Тяжело ты — крестьянское горе!
Решительно меняется весь строй речи. Б. Эйхенбаум в свое время обратил внимание на то, как Некрасов превращает здесь «трехстопный анапест из фельетонной формы в форму тягучей, надрывной песни:
Знайте, люди хорошего тона,
Что я сам обожаю балет.
Ой ты кладь, незаметная кладь!
Где придется тебя выгружать?..»
Исчезновение фельетонной интонации знаменует исчезновение самого «фельетониста», вместо которого открыто выступил поэт.
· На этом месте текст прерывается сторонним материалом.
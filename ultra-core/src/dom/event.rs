//! DOM events.

use std::sync::atomic::{AtomicBool, AtomicU64, Ordering};

/// Identifier returned by `Node::add_event_listener`.
#[derive(Debug, Clone, Copy, PartialEq, Eq, Hash)]
pub struct ListenerId(u64);

impl ListenerId {
    pub fn new() -> Self {
        static COUNTER: AtomicU64 = AtomicU64::new(0);
        Self(COUNTER.fetch_add(1, Ordering::Relaxed))
    }
}

impl Default for ListenerId {
    fn default() -> Self {
        Self::new()
    }
}

/// Modifier keys held while the event fired.
#[derive(Debug, Clone, Copy, Default, PartialEq, Eq)]
pub struct Modifiers {
    pub ctrl: bool,
    pub meta: bool,
    pub shift: bool,
    pub alt: bool,
}

impl Modifiers {
    pub fn any(&self) -> bool {
        self.ctrl || self.meta || self.shift || self.alt
    }
}

/// An event dispatched to a node's listeners.
#[derive(Debug)]
pub struct Event {
    kind: String,
    modifiers: Modifiers,
    /// Mouse button; 0 is the primary button.
    button: u16,
    default_prevented: AtomicBool,
}

impl Event {
    pub fn new(kind: impl Into<String>) -> Self {
        Self {
            kind: kind.into(),
            modifiers: Modifiers::default(),
            button: 0,
            default_prevented: AtomicBool::new(false),
        }
    }

    /// A primary-button click with no modifiers.
    pub fn click() -> Self {
        Self::new("click")
    }

    pub fn with_modifiers(mut self, modifiers: Modifiers) -> Self {
        self.modifiers = modifiers;
        self
    }

    pub fn with_button(mut self, button: u16) -> Self {
        self.button = button;
        self
    }

    pub fn kind(&self) -> &str {
        &self.kind
    }

    pub fn modifiers(&self) -> Modifiers {
        self.modifiers
    }

    pub fn button(&self) -> u16 {
        self.button
    }

    pub fn prevent_default(&self) {
        self.default_prevented.store(true, Ordering::SeqCst);
    }

    pub fn default_prevented(&self) -> bool {
        self.default_prevented.load(Ordering::SeqCst)
    }
}
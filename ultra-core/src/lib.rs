//! Ultra Core
//!
//! This crate provides the core of the Ultra client-side UI toolkit.
//! It implements:
//!
//! - Reactive primitives (cells, scoped contexts, stores, effects)
//! - Component builders that wire subscriptions to DOM mutations
//! - An SPA router with navigation links
//! - An in-memory document model to render into
//!
//! Subscriptions are explicit: nothing is tracked from reads. Every node a
//! builder produces owns one aggregate cleanup holding all of its
//! subscriptions, and whoever removes the node runs it.
//!
//! # Architecture
//!
//! The crate is organized into several modules:
//!
//! - `reactive`: cells, contexts, stores, effects and cleanup plumbing
//! - `dom`: nodes, events, parser, scoped styles, history, frame queue
//! - `component`: `UltraComponent` and `UltraActivity`
//! - `router`: route matching, `Router` and `Link`
//! - `config`: `UltraConfig`
//!
//! # Example
//!
//! ```rust
//! use ultra_core::component::{Trigger, UltraComponent};
//! use ultra_core::dom::Document;
//! use ultra_core::reactive::ReactiveCell;
//!
//! let doc = Document::new("/");
//! let name = ReactiveCell::new(String::from("world"));
//!
//! let n = name.clone();
//! let greeting = UltraComponent::new("<h1>hello</h1>")
//!     .trigger(Trigger::new(name.clone(), move |node| {
//!         node.set_text(&format!("hello {}", n.get()))
//!     }))
//!     .build(&doc);
//! doc.body().append_child(&greeting).unwrap();
//!
//! name.set("ultra".to_string());
//! assert_eq!(greeting.text_content(), "hello ultra");
//! ```

pub mod component;
pub mod config;
pub mod dom;
pub mod reactive;
pub mod router;

pub use component::{Child, Trigger, UltraActivity, UltraComponent};
pub use config::{ConfigError, UltraConfig};
pub use dom::{Document, Node};
pub use reactive::{effect, Cleanup, Disposable, ReactiveCell, ScopedContext, Store};
pub use router::{link, navigate, Link, Route, Router};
Теперь мы в полной мере осознаем, что появление завершающей картины подготовлено пробивающимися: с самого начала деталями и ассоциациями, пронизывающими все произведение, единством мироощущения, несмотря на резкие переходы стиля: это и язвительно-грустное замечание о генеральских и сенаторских звездах — «заметно тотчас, //Что они не нахватаны с неба — //Звезды неба не ярки у нас»; это и знаменательное признание в связи с восторженным приемом публикой крестьянского, танца Петипа — «Нет! где дело идет о народе, //Там я первый увлечься готов. Жаль одно: в нашей скудной природе //На венки не хватает цветов!» Мотив этот вновь отзывается в образе «скудного севера», земли, одетой «белым саваном смерти»:
Видишь, как под кустом иногда
Припорхнет эта малая пташка,
Что от нас не летит никуда —
Любит скудный наш север, бедняжка!
Петербургские «мистерии» обретают, таким образом, свое истинное место — это совсем не весь мир, а лишь какая-то его часть, вовсе не самая значительная, хотя и воссозданная Некрасовым в подлинной многосложности и многокрасочности. О чем бы ни писал Некрасов, изначальным для него оказываются картины народного быта, мысль о народной судьбе,— дано это явно или скрыто, но всегда угадывается.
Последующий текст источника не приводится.